Kenneth Graunke <[email protected]> writes: > On 09/22/2012 02:04 PM, Eric Anholt wrote: >> This makes a giant pile of code newly dead. It also fixes TXB on newer >> chipsets, which has been totally broken (I now have a piglit test for that). >> It passes the same set of Ian's ARB_fragment_program tests. It also improves >> high-settings ETQW performance by 3.2 +/- 1.9% (n=3), thanks to better >> optimization and having 8-wide along with 16-wide shaders. >> --- >> src/mesa/drivers/dri/i965/Makefile.sources | 1 + >> src/mesa/drivers/dri/i965/brw_fs.cpp | 36 +- >> src/mesa/drivers/dri/i965/brw_fs.h | 30 +- >> src/mesa/drivers/dri/i965/brw_fs_emit.cpp | 22 +- >> src/mesa/drivers/dri/i965/brw_fs_fp.cpp | 781 >> ++++++++++++++++++++++++++ >> src/mesa/drivers/dri/i965/brw_fs_visitor.cpp | 3 +- >> src/mesa/drivers/dri/i965/brw_wm.c | 58 +- >> src/mesa/drivers/dri/i965/brw_wm_state.c | 19 +- >> src/mesa/drivers/dri/i965/gen6_wm_state.c | 8 +- >> src/mesa/drivers/dri/i965/gen7_wm_state.c | 8 +- >> 10 files changed, 857 insertions(+), 109 deletions(-) >> create mode 100644 src/mesa/drivers/dri/i965/brw_fs_fp.cpp > > I think the LIT code may be broken (comments inline), and one comment is > wrong. Assuming you fix (or refute) those, then patches 1-8 are: > Reviewed-by: Kenneth Graunke <[email protected]> > > I haven't read through 9 and 10 yet, but I plan to soon.
>> +void
>> +fs_visitor::emit_fragment_program_code()
>> +{
>> + setup_fp_regs();
>> +
>> + fs_reg null = fs_reg(brw_null_reg());
>> +
>> + /* Keep a reg with 0.0 around, for reuse use by emit_sop so that it can
>
> "Keep a reg with 1.0 around, for reuse by emit_fp_sop"
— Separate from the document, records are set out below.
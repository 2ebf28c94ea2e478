//! Shared touch and encoder input for all widgets.
//!
//! The digitizer is slow to read, so the provider performs exactly one
//! physical read per tick and hands the cached snapshot to every consumer.
//! Widgets do their own press-edge detection against the snapshot; the
//! provider only offers the raw pressed/coordinate state plus the blocking
//! `wait_released` primitive used for debounce.

use core::cell::Cell;

use critical_section::Mutex;

use super::gfx::Rect;

/// Millisecond clock with an injected sleep, so blocking poll loops are
/// deterministic under test and use the real timer on hardware.
pub trait Clock {
    fn now_ms(&self) -> u32;
    fn delay_ms(&self, ms: u32);
}

/// One physical read of the touch digitizer.
///
/// Returns the screen-space coordinates while touched, `None` otherwise.
/// A read error also maps to `None`: an unresponsive digitizer is
/// indistinguishable from "no finger" and must never take the UI down.
pub trait TouchDigitizer {
    fn read(&mut self) -> Option<(u16, u16)>;
}

/// Cached result of the last [`TouchProvider::poll`].
#[derive(Debug, Clone, Copy, Default, PartialEq, Eq)]
pub struct TouchSnapshot {
    pub pressed: bool,
    pub x: i32,
    pub y: i32,
}

// ---------------------------------------------------------------------------
// Encoder
// ---------------------------------------------------------------------------

/// Accumulated encoder movement, written from the high-frequency timer
/// callback and consumed by the main loop.
///
/// This is the only state shared across execution contexts in the core, so
/// it lives behind a critical section.
pub struct EncoderCounter {
    delta: Mutex<Cell<i32>>,
}

impl EncoderCounter {
    pub const fn new() -> Self {
        Self {
            delta: Mutex::new(Cell::new(0)),
        }
    }

    /// Producer side: add ticks from the sampler.
    pub fn add(&self, ticks: i32) {
        critical_section::with(|cs| {
            let cell = self.delta.borrow(cs);
            cell.set(cell.get() + ticks);
        });
    }

    /// Consumer side: read the accumulated delta, resetting it unless a
    /// non-destructive peek is requested.
    pub fn take(&self, reset: bool) -> i32 {
        critical_section::with(|cs| {
            let cell = self.delta.borrow(cs);
            let d = cell.get();
            if reset {
                cell.set(0);
            }
            d
        })
    }

    pub fn reset(&self) {
        critical_section::with(|cs| self.delta.borrow(cs).set(0));
    }
}

impl Default for EncoderCounter {
    fn default() -> Self {
        Self::new()
    }
}

/// Quadrature decoder state machine, fed with raw A/B pin levels from a
/// ~2 ms timer callback.
///
/// A detent is armed when both lines go low and fires when both return
/// high. Fast rotation is accelerated: steps arriving within 20 ms count
/// triple, within 40 ms double.
#[derive(Debug, Default)]
pub struct EncoderSampler {
    a_old: bool,
    b_old: bool,
    armed: bool,
    last_step_ms: u32,
}

impl EncoderSampler {
    pub const fn new() -> Self {
        Self {
            a_old: false,
            b_old: false,
            armed: false,
            last_step_ms: 0,
        }
    }

    /// Feed one sample of the A/B lines. Returns the signed step produced
    /// by this sample, already accelerated; 0 most of the time.
    pub fn sample(&mut self, a: bool, b: bool, now_ms: u32) -> i32 {
        let mut step = 0;
        if a != self.a_old || b != self.b_old {
            if !a && !b {
                self.armed = true;
            }
            if a && b && self.armed {
                let interval = now_ms.wrapping_sub(self.last_step_ms);
                self.last_step_ms = now_ms;
                let magnitude = if interval < 20 {
                    3
                } else if interval < 40 {
                    2
                } else {
                    1
                };
                if !self.a_old {
                    step += magnitude;
                }
                if !self.b_old {
                    step -= magnitude;
                }
                self.armed = false;
            }
        }
        self.a_old = a;
        self.b_old = b;
        step
    }
}

// ---------------------------------------------------------------------------
// TouchProvider
// ---------------------------------------------------------------------------

/// Owner of the per-tick input snapshot.
pub struct TouchProvider<T: TouchDigitizer> {
    digitizer: T,
    snapshot: TouchSnapshot,
    encoder: &'static EncoderCounter,
}

impl<T: TouchDigitizer> TouchProvider<T> {
    pub fn new(digitizer: T, encoder: &'static EncoderCounter) -> Self {
        Self {
            digitizer,
            snapshot: TouchSnapshot::default(),
            encoder,
        }
    }

    /// Perform the single physical read for this tick and cache the result.
    pub fn poll(&mut self) -> TouchSnapshot {
        self.snapshot = match self.digitizer.read() {
            Some((x, y)) => TouchSnapshot {
                pressed: true,
                x: x as i32,
                y: y as i32,
            },
            None => TouchSnapshot::default(),
        };
        self.snapshot
    }

    /// Last polled state, without touching the hardware.
    pub fn snapshot(&self) -> TouchSnapshot {
        self.snapshot
    }

    /// Block until the finger lifts, re-polling with a short sleep.
    pub fn wait_released(&mut self, clock: &impl Clock) {
        while self.poll().pressed {
            clock.delay_ms(10);
        }
    }

    /// Containment test against the cached snapshot.
    pub fn is_pressed_within(&self, rect: Rect) -> bool {
        self.snapshot.pressed && rect.contains(self.snapshot.x, self.snapshot.y)
    }

    /// Fresh poll combined with a containment test, for modal loops that
    /// gate on a region without being full widgets.
    pub fn check_within(&mut self, rect: Rect) -> bool {
        self.poll();
        self.is_pressed_within(rect)
    }

    /// Encoder movement since the last call. Resets the counter unless
    /// `peek` is requested.
    pub fn enc_delta(&mut self, peek: bool) -> i32 {
        self.encoder.take(!peek)
    }

    pub fn reset_enc_delta(&mut self) {
        self.encoder.reset();
    }
}

#[cfg(test)]
mod tests {
    use super::*;

    fn counter() -> &'static EncoderCounter {
        // Leak one counter per test; fine for the handful of tests here.
        alloc::boxed::Box::leak(alloc::boxed::Box::new(EncoderCounter::new()))
    }

    struct Script {
        samples: alloc::vec::Vec<Option<(u16, u16)>>,
        pos: usize,
    }

    impl TouchDigitizer for Script {
        fn read(&mut self) -> Option<(u16, u16)> {
            let s = self.samples.get(self.pos).copied().flatten();
            self.pos += 1;
            s
        }
    }

    struct NoSleep;
    impl Clock for NoSleep {
        fn now_ms(&self) -> u32 {
            0
        }
        fn delay_ms(&self, _ms: u32) {}
    }

    #[test]
    fn poll_caches_snapshot() {
        let mut tp = TouchProvider::new(
            Script {
                samples: alloc::vec![Some((5, 7)), None],
                pos: 0,
            },
            counter(),
        );
        let s = tp.poll();
        assert!(s.pressed);
        assert_eq!((s.x, s.y), (5, 7));
        // snapshot() must not consume another read
        assert_eq!(tp.snapshot(), s);
        assert!(!tp.poll().pressed);
    }

    #[test]
    fn wait_released_spins_until_up() {
        let mut tp = TouchProvider::new(
            Script {
                samples: alloc::vec![Some((1, 1)), Some((1, 1)), Some((1, 1)), None],
                pos: 0,
            },
            counter(),
        );
        tp.wait_released(&NoSleep);
        assert!(!tp.snapshot().pressed);
    }

    #[test]
    fn encoder_take_and_peek() {
        let enc = counter();
        enc.add(3);
        let mut tp = TouchProvider::new(
            Script {
                samples: alloc::vec![],
                pos: 0,
            },
            enc,
        );
        assert_eq!(tp.enc_delta(true), 3);
        assert_eq!(tp.enc_delta(false), 3);
        assert_eq!(tp.enc_delta(false), 0);
    }

    #[test]
    fn quadrature_full_detent_steps_once() {
        let mut s = EncoderSampler::new();
        // idle high
        assert_eq!(s.sample(true, true, 0), 0);
        // A drops first, B is still low when the detent closes
        assert_eq!(s.sample(false, true, 100), 0);
        assert_eq!(s.sample(false, false, 110), 0); // armed
        assert_eq!(s.sample(true, false, 120), 0);
        let step = s.sample(true, true, 1000);
        assert_eq!(step, -1);
        // reverse rotation: B drops first
        assert_eq!(s.sample(true, false, 2000), 0);
        assert_eq!(s.sample(false, false, 2010), 0);
        assert_eq!(s.sample(false, true, 2020), 0);
        assert_eq!(s.sample(true, true, 3000), 1);
    }

    #[test]
    fn fast_detents_accelerate() {
        let mut s = EncoderSampler::new();
        s.sample(true, true, 0);
        s.sample(false, true, 1);
        s.sample(false, false, 2);
        s.sample(true, false, 3);
        assert_eq!(s.sample(true, true, 4).abs(), 3);
        s.sample(false, true, 10);
        s.sample(false, false, 11);
        s.sample(true, false, 12);
        // 25 ms after the previous step: double
        assert_eq!(s.sample(true, true, 29).abs(), 2);
    }
}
> ^^^ (not 0.0) ^^ (function name)
fixed
>> + case OPCODE_DP2:
>> + case OPCODE_DP3:
>> + case OPCODE_DP4:
>> + case OPCODE_DPH: {
>> + fs_reg mul = fs_reg(this, glsl_type::float_type);
>> + fs_reg acc = fs_reg(this, glsl_type::float_type);
>> + int count;
>> +
>> + switch (fpi->Opcode) {
>> + case OPCODE_DP2: count = 2; break;
>> + case OPCODE_DP3: count = 3; break;
>> + case OPCODE_DP4: count = 4; break;
>> + case OPCODE_DPH: count = 3; break;
>> + default: assert(!"not reached"); count = 0; break;
>> + }
>> +
>> + emit(BRW_OPCODE_MUL, acc,
>> + regoffset(src[0], 0), regoffset(src[1], 0));
>> + for (int i = 1; i < count; i++) {
>> + emit(BRW_OPCODE_MUL, mul,
>> + regoffset(src[0], i), regoffset(src[1], i));
>> + emit(BRW_OPCODE_ADD, acc, acc, mul);
>> + }
>
> Future optimization: MAD would be nice here, but that can be done later.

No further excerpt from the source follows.